═════ PROVIDED DATA

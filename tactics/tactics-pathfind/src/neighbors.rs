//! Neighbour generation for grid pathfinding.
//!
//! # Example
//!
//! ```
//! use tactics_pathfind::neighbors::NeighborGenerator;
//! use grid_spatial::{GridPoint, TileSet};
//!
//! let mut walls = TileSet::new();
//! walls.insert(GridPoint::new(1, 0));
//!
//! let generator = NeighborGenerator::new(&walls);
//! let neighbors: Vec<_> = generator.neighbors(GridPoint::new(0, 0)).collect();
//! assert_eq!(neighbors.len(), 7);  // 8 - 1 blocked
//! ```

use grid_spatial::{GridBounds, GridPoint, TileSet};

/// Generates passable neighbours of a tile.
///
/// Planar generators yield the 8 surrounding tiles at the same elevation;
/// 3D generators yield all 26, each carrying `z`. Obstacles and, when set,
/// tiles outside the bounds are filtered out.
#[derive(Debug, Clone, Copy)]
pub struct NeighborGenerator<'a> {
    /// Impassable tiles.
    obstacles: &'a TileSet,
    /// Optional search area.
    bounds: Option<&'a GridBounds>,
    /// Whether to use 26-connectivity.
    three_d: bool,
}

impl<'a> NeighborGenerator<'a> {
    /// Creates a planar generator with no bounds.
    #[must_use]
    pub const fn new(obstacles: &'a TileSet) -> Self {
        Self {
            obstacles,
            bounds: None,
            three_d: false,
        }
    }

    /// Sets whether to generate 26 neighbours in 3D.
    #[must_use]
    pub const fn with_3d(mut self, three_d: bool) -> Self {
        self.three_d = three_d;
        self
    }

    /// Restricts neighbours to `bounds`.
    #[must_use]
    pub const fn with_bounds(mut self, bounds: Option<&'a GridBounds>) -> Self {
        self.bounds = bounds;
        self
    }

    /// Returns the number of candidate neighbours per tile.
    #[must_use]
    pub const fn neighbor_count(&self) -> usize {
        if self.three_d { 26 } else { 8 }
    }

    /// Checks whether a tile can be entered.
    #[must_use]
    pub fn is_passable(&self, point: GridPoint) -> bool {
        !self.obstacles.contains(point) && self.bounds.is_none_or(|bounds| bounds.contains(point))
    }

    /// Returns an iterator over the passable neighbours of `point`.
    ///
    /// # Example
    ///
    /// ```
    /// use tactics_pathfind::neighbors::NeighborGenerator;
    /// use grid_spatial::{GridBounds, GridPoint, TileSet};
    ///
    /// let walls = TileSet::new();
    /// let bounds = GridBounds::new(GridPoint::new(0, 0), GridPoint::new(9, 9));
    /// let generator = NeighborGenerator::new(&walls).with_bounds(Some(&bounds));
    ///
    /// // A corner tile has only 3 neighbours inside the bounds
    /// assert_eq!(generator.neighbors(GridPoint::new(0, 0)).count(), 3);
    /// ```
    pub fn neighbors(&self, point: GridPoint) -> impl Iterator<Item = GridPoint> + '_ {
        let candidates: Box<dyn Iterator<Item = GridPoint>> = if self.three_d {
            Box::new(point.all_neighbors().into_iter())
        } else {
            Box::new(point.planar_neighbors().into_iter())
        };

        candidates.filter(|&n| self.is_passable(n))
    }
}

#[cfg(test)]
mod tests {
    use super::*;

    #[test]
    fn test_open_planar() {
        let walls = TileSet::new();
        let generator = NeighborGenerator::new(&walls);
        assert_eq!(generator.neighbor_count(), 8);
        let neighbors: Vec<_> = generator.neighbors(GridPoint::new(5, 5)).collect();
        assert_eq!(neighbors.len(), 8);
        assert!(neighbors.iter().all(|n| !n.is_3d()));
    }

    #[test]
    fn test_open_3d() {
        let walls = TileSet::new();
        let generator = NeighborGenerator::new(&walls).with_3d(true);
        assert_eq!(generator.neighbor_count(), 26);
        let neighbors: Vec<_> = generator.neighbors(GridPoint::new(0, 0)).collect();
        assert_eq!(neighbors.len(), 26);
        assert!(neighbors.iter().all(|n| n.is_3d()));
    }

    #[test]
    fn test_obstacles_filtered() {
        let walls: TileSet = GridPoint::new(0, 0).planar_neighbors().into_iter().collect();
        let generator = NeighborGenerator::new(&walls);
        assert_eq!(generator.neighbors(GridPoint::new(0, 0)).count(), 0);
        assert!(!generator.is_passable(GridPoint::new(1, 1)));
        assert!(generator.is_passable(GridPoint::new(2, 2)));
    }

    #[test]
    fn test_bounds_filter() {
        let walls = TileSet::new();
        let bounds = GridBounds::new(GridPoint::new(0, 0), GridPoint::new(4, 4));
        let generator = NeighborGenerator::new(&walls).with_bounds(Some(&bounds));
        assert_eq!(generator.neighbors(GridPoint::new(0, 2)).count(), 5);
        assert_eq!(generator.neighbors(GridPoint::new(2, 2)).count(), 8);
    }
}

══════════
═════ PROVIDED DATA

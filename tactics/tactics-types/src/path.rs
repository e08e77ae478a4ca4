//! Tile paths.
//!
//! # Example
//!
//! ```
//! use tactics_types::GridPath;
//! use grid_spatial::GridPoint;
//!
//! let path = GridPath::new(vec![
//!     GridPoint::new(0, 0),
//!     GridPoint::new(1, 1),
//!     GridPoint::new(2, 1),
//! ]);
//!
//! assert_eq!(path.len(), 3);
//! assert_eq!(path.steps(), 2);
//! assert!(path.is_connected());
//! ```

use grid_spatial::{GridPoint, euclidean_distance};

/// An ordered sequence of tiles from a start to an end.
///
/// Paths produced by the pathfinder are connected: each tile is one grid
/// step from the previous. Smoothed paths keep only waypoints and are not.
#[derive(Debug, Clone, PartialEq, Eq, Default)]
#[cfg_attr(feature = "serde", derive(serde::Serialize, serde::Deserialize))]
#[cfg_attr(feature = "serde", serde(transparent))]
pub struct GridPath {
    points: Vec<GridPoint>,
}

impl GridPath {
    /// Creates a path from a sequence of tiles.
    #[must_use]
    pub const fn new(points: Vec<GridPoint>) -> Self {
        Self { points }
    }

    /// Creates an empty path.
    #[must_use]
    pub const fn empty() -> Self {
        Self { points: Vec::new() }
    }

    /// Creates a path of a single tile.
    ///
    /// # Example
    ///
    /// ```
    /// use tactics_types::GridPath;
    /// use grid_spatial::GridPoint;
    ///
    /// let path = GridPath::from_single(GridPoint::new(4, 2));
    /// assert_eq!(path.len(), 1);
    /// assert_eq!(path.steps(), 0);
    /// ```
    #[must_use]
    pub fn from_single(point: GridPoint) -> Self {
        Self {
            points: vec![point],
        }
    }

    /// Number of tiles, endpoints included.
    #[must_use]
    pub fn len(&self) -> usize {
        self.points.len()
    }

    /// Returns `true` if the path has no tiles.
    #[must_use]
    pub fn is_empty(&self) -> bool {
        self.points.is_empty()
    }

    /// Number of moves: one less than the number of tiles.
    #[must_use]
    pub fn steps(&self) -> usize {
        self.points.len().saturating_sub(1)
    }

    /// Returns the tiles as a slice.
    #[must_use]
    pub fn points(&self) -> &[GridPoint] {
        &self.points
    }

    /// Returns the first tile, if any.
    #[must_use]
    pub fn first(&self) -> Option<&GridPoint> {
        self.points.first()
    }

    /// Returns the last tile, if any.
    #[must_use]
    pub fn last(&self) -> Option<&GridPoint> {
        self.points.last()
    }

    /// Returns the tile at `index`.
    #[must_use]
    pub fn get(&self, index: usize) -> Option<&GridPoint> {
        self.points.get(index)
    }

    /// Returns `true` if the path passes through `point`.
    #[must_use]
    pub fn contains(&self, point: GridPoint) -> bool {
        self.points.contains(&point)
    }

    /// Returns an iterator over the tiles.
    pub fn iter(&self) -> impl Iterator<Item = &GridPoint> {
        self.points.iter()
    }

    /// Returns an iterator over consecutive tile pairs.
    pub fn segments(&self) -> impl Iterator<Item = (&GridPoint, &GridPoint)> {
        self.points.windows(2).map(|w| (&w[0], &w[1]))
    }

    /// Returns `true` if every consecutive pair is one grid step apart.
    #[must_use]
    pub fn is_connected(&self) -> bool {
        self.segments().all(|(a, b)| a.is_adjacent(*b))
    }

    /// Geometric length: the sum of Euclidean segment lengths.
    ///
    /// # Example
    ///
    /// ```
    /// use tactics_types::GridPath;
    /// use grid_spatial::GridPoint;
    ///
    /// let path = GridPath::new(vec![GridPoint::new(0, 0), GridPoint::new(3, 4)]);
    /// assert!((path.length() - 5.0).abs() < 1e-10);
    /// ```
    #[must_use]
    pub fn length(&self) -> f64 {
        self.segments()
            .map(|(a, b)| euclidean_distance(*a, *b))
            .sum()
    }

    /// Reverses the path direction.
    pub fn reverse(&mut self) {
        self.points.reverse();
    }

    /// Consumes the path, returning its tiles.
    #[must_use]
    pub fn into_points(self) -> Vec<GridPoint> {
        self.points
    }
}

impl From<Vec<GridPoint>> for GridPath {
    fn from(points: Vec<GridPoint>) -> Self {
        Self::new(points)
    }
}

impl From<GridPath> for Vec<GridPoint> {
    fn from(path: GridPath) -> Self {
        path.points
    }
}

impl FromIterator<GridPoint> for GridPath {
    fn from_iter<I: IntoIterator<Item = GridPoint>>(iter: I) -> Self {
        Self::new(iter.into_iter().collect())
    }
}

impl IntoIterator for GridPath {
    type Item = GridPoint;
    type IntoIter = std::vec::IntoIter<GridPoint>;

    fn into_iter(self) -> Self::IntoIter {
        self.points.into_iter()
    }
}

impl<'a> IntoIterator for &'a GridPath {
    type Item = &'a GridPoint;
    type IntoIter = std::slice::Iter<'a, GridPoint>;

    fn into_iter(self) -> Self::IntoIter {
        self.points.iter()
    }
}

══════════
═════ PROVIDED DATA

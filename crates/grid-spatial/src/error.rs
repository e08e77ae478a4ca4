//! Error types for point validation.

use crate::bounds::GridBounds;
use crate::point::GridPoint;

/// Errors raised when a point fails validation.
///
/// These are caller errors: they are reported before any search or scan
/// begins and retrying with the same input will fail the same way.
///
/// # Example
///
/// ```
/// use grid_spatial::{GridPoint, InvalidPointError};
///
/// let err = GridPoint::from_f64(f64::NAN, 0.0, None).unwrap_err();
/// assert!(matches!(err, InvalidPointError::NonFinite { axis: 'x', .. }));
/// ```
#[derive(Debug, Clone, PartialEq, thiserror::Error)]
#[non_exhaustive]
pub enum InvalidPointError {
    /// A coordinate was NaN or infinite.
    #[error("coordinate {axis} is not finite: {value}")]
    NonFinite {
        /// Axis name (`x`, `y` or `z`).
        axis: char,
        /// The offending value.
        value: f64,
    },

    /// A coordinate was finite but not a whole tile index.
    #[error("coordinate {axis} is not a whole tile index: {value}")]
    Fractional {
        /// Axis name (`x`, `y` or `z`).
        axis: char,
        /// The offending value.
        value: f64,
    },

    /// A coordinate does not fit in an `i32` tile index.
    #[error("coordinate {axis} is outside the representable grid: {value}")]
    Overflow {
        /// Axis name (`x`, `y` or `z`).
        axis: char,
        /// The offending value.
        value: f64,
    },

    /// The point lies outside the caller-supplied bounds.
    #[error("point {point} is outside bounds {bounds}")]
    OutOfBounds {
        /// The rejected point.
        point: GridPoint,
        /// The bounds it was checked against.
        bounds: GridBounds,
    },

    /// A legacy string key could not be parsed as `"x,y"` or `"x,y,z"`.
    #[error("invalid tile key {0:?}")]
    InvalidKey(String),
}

══════════

◆ YOUR GOAL:
Give back one number only: the count of lines in the entries that hold the string "neighbours".

◆ EXERCISE SOLUTION:
6